The Tattooist of Auschwitz by Heather Morris

The Tattooist of Auschwitz by Heather   Morris
The Tattooist of Auschwitz 
by Heather Morris (Goodreads Author)

30817744


EXCERPT: Thirsty and exhausted, he is surprised when the piece of paper is yanked from his hand. An SS officer pulls off Lale’s jacket, rips his shirtsleeve and pushes his left forearm flat on the table. He stares in disbelief as the numbers 32407 are stabbed into his skin, one after the other by the prisoner. The length of wood with a needle embedded in it moves quickly and painfully. Then the man takes a rag dipped in green ink and rubs it roughly over Lale’s wound.

The tattooing has taken only seconds, but Lale’s shock makes time stand still. He grasps his arm, staring at the number. How can someone do this to another human being? He wonders if for the rest of his life, be it short or long, he will be defined by this moment, this irregular number: 32407.

THE BLURB: The Tattooist of Auschwitz is based on the true story of Lale and Gita Sokolov, two Slovakian Jews who survived Auschwitz and eventually made their home in Australia. In that terrible place, Lale was given the job of tattooing the prisoners marked for survival – literally scratching numbers into his fellow victims’ arms in indelible ink to create what would become one of the most potent symbols of the Holocaust. Lale used the infinitesimal freedom of movement that this position awarded him to exchange jewels and money taken from murdered Jews for food to keep others alive. If he had been caught, he would have been killed; many owed him their survival.

There have been many books about the Holocaust – and there will be many more. What makes this one so memorable is Lale Sokolov’s incredible zest for life. He understood exactly what was in store for him and his fellow prisoners, and he was determined to survive – not just to survive but to leave the camp with his dignity and integrity intact, to live his life to the full. Terrible though this story is, it is also a story of hope and of courage.

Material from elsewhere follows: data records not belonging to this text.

//! The resolved model consumed by the brine-flat code generator.
//!
//! A [Schema] is produced by an upstream parser and validator; by the time it
//! reaches this crate every type reference is resolved, every struct has its
//! byte layout computed and every table field has its vtable slot assigned.
//! Nothing in the generator mutates it.
//!
//! ```
//! use brine_flat_schema::*;
//!
//! let schema = Schema {
//!     namespace: Namespace::new(["MyGame", "Sample"]),
//!     enums: vec![],
//!     structs: vec![StructDef::table("Monster", vec![
//!         FieldDef::new("hp", Type::Scalar(ScalarKind::Short), 0).with_default("100"),
//!         FieldDef::new("name", Type::String, 1),
//!     ])],
//!     root_struct: Some(StructId(0)),
//! };
//!
//! assert_eq!(schema.struct_def(StructId(0)).name, "Monster");
//! assert_eq!(schema.namespace.to_string(), "MyGame.Sample");
//! ```

pub mod schema;
pub mod types;

pub use schema::*;
pub use types::*;

/// Size in bytes of an offset stored inside a buffer (`uoffset_t`).
pub const UOFFSET_SIZE: usize = 4;

/// Size in bytes of a vtable entry (`voffset_t`).
pub const VOFFSET_SIZE: usize = 2;

/// The largest scalar a field can hold. Size-sorted emission starts here.
pub const LARGEST_SCALAR_SIZE: usize = 8;
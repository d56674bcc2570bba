use brine_flat_schema::{Schema, StructId, Type};

use crate::{config::Config, error::FlatError, gen_cpp::generate_cpp};

fn check_struct_id(schema: &Schema, id: StructId) -> Result<(), FlatError> {
    if id.0 < schema.structs.len() {
        Ok(())
    } else {
        Err(FlatError::DecodeError(format!("dangling struct id {}", id.0)))
    }
}

fn check_type(schema: &Schema, ty: &Type) -> Result<(), FlatError> {
    match ty {
        Type::StructRef(id) => check_struct_id(schema, *id),
        Type::Vector(elem) => check_type(schema, elem),
        Type::Scalar(_) | Type::String | Type::Union => Ok(()),
    }
}

/// Every struct id in the model must index `structs`.
fn check_struct_ids(schema: &Schema) -> Result<(), FlatError> {
    if let Some(root) = schema.root_struct {
        check_struct_id(schema, root)?;
    }
    for field in schema.structs.iter().flat_map(|def| &def.fields) {
        check_type(schema, &field.type_)?;
    }
    Ok(())
}

/// Decode a resolved schema from its JSON form.
/// Returns `Err(FlatError::DecodeError)` on malformed input or when a struct
/// id does not refer to a declared struct.
pub fn decode_resolved_schema(text: &str) -> Result<Schema, FlatError> {
    let schema: Schema =
        serde_json::from_str(text).map_err(|e| FlatError::DecodeError(e.to_string()))?;
    check_struct_ids(&schema)?;
    Ok(schema)
}

/// Encode a resolved schema as pretty-printed JSON.
pub fn encode_resolved_schema(schema: &Schema) -> Result<String, FlatError> {
    serde_json::to_string_pretty(schema).map_err(|e| FlatError::EncodeError(e.to_string()))
}

/// Decode a resolved schema from JSON and generate its C++ declarations.
pub fn compile_schema_to_cpp(text: &str, config: &Config) -> Result<String, FlatError> {
    let schema = decode_resolved_schema(text)?;
    generate_cpp(&schema, config)
}
use anyhow::Result;
use serde::Serialize;

use crate::detect::{Detection, Point};
use crate::exit::ExitRegionSet;
use crate::pipeline::{FrameRecord, Stage, StageDescriptor};
use crate::track::trajectory::Trajectory;
use crate::{require_positive, ConfigurationError};

pub const DEFAULT_PATH_SIZE: usize = 10;
pub const DEFAULT_MAX_DISTANCE: f64 = 30.0;
pub const DEFAULT_AXIS_WEIGHT: f64 = 1.0;
pub const DEFAULT_MAX_COAST_FRAMES: u32 = 5;

/// Tuning for `VehicleCounter`.
#[derive(Clone, Copy, Debug, PartialEq, Serialize)]
pub struct CounterSettings {
    /// Points kept per path, and the minimum path length for a count.
    pub path_size: usize,
    /// Largest weighted distance at which a detection may extend a path.
    pub max_distance: f64,
    /// Horizontal scale inside the distance metric.
    pub x_weight: f64,
    /// Vertical scale inside the distance metric. Raise it above `x_weight`
    /// when traffic moves vertically through the frame.
    pub y_weight: f64,
    /// Consecutive unmatched frames a path survives. One more and it is
    /// abandoned.
    pub max_coast_frames: u32,
}

impl Default for CounterSettings {
    fn default() -> Self {
        Self {
            path_size: DEFAULT_PATH_SIZE,
            max_distance: DEFAULT_MAX_DISTANCE,
            x_weight: DEFAULT_AXIS_WEIGHT,
            y_weight: DEFAULT_AXIS_WEIGHT,
            max_coast_frames: DEFAULT_MAX_COAST_FRAMES,
        }
    }
}

impl CounterSettings {
    pub fn validate(&self) -> Result<(), ConfigurationError> {
        if self.path_size == 0 {
            return Err(ConfigurationError::new("path_size", "must be > 0"));
        }
        require_positive("max_distance", self.max_distance)?;
        require_positive("x_weight", self.x_weight)?;
        require_positive("y_weight", self.y_weight)?;
        if self.max_coast_frames == 0 {
            return Err(ConfigurationError::new("max_coast_frames", "must be > 0"));
        }
        Ok(())
    }
}

/// A path counted during the most recent update.
#[derive(Clone, Copy, Debug, PartialEq, Serialize)]
pub struct Crossing {
    pub path_id: u64,
    /// Last point outside every exit region.
    pub from: Point,
    /// First point inside an exit region.
    pub to: Point,
}

/// Links per-frame detections into paths and counts exit crossings.
///
/// Matching is greedy: paths are visited in the order they were created and
/// each takes the nearest unclaimed detection to its predicted position.
/// Results therefore depend on that order, which is kept stable so that
/// replaying the same detections always gives the same paths and count.
#[derive(Clone, Debug)]
pub struct VehicleCounter {
    exits: ExitRegionSet,
    settings: CounterSettings,
    paths: Vec<Trajectory>,
    vehicle_count: u64,
    next_path_id: u64,
    crossings: Vec<Crossing>,
}

impl VehicleCounter {
    pub fn new(
        exits: ExitRegionSet,
        settings: CounterSettings,
    ) -> Result<Self, ConfigurationError> {
        settings.validate()?;
        Ok(Self {
            exits,
            settings,
            paths: Vec::new(),
            vehicle_count: 0,
            next_path_id: 0,
            crossings: Vec::new(),
        })
    }

    pub fn settings(&self) -> &CounterSettings {
        &self.settings
    }

    pub fn exits(&self) -> &ExitRegionSet {
        &self.exits
    }

    /// Live paths, in matching order.
    pub fn paths(&self) -> &[Trajectory] {
        &self.paths
    }

    /// Vehicles counted since construction. Never decreases.
    pub fn vehicle_count(&self) -> u64 {
        self.vehicle_count
    }

    /// Crossings confirmed by the most recent `update`.
    pub fn last_crossings(&self) -> &[Crossing] {
        &self.crossings
    }

    pub fn is_in_exit(&self, point: Point) -> bool {
        self.exits.contains(point)
    }

    /// Advance one frame.
    pub fn update(&mut self, detections: &[Detection]) {
        self.crossings.clear();
        let mut unclaimed: Vec<Point> = detections.iter().map(|d| d.centroid).collect();

        if self.paths.is_empty() {
            // Seeded even inside exit regions, unlike the leftovers below.
            for centroid in unclaimed {
                self.seed(centroid);
            }
        } else {
            self.associate(&mut unclaimed);
            for centroid in unclaimed {
                if self.exits.contains(centroid) {
                    log::trace!("skipping new path already inside exit at {:?}", centroid);
                    continue;
                }
                self.seed(centroid);
            }
        }

        let window = self.settings.path_size;
        for path in &mut self.paths {
            path.keep_last(window);
        }

        self.count_and_prune();

        log::trace!(
            "{} live paths, {} vehicles counted",
            self.paths.len(),
            self.vehicle_count
        );
    }

    fn seed(&mut self, point: Point) {
        self.paths.push(Trajectory::seed(self.next_path_id, point));
        self.next_path_id += 1;
    }

    fn associate(&mut self, unclaimed: &mut Vec<Point>) {
        let settings = self.settings;
        for path in &mut self.paths {
            let matched = path
                .predicted_position()
                .and_then(|predicted| nearest(unclaimed, predicted, &settings))
                .filter(|&(_, distance)| distance <= settings.max_distance);
            match matched {
                Some((index, _)) => path.push(unclaimed.remove(index)),
                // Nothing in reach: the path coasts this frame.
                None => path.coast(),
            }
        }
    }

    fn count_and_prune(&mut self) {
        let window = self.settings.path_size;
        let paths = std::mem::take(&mut self.paths);
        let mut retained = Vec::with_capacity(paths.len());

        for path in paths {
            if let Some((prev, curr)) = path.last_step() {
                if path.len() >= window && !self.exits.contains(prev) && self.exits.contains(curr)
                {
                    self.vehicle_count += 1;
                    log::debug!(
                        "path {} entered exit at ({:.1}, {:.1}); vehicles found: {}",
                        path.id(),
                        curr.x,
                        curr.y,
                        self.vehicle_count
                    );
                    self.crossings.push(Crossing {
                        path_id: path.id(),
                        from: prev,
                        to: curr,
                    });
                    continue;
                }
            }

            if path.missed_frames() > self.settings.max_coast_frames {
                log::trace!(
                    "abandoning path {} after {} missed frames",
                    path.id(),
                    path.missed_frames()
                );
                continue;
            }

            // Paths stranded inside exit territory must not pick up new
            // detections.
            if path.points().all(|p| self.exits.contains(*p)) {
                log::trace!("pruning path {} stranded inside exit", path.id());
                continue;
            }
            retained.push(path);
        }

        self.paths = retained;
    }
}

/// Weighted Euclidean distance: `sqrt((xw * dx)^2 + (yw * dy)^2)`.
pub(crate) fn weighted_distance(a: Point, b: Point, settings: &CounterSettings) -> f64 {
    let dx = settings.x_weight * (a.x - b.x);
    let dy = settings.y_weight * (a.y - b.y);
    (dx * dx + dy * dy).sqrt()
}

/// Index and distance of the candidate closest to `target`. The first of
/// equally close candidates wins.
fn nearest(
    candidates: &[Point],
    target: Point,
    settings: &CounterSettings,
) -> Option<(usize, f64)> {
    let mut best: Option<(usize, f64)> = None;
    for (index, candidate) in candidates.iter().enumerate() {
        let distance = weighted_distance(*candidate, target, settings);
        match best {
            Some((_, best_distance)) if distance >= best_distance => {}
            _ if distance.is_nan() => {}
            _ => best = Some((index, distance)),
        }
    }
    best
}

impl Stage for VehicleCounter {
    fn descriptor(&self) -> StageDescriptor {
        StageDescriptor {
            name: "vehicle_counter",
        }
    }

    fn process(&mut self, mut record: FrameRecord) -> Result<FrameRecord> {
        self.update(&record.detections);
        record.paths = self.paths.clone();
        record.crossings = self.crossings.clone();
        record.vehicle_count = self.vehicle_count;
        Ok(record)
    }
}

It is also – almost unbelievably – a love story. Waiting in line to be tattooed, terrified and shaking, was a young girl. For Lale – a dandy, a jack-the-lad, a bit of a chancer – it was love at first sight, and he determined not only to survive himself but to ensure that Gita did, too. His story – their story – will make you weep, but you will also find it uplifting. It shows the very best of humanity in the very worst of circumstances.

Like many survivors, Lale and Gita told few people their story after the war. They eventually made their way to Australia, where they raised a son and had a successful life. But when Gita died, Lale felt he could no longer carry the burden of their past alone. He chose to tell his story. (Publisher’s Summary)

MY THOUGHTS: Oh! The inhumanity of human beings towards other human beings knows no bounds. And, worst of all, I don’t believe we have learned a damned thing because we just keep making the same mistakes over and over again, and always with a sense of righteous justification.

Lale and Gita’s story is indescribable. But it is important that it be told. We can read these stories, and be horrified, appalled, but we can never really know, in our hearts or our heads, how it felt to endure what they endured. We cannot even begin to understand what they went through, and for that we shall be grateful. Grateful that we shall never have to experience standing outside with the ashes of our friends raining down upon us from Crematorium chimneys. Grateful that we are not ripped from our families, herded like cattle, starved, beaten, and experimented upon like laboratory rats. And let us show our gratitude by ensuring that anything like this can never happen again, be it on the massive scale seen in WWII, or on a personal level. Please be kind to one another, help one another, respect one another. Because if we don’t, are we any better than the SS?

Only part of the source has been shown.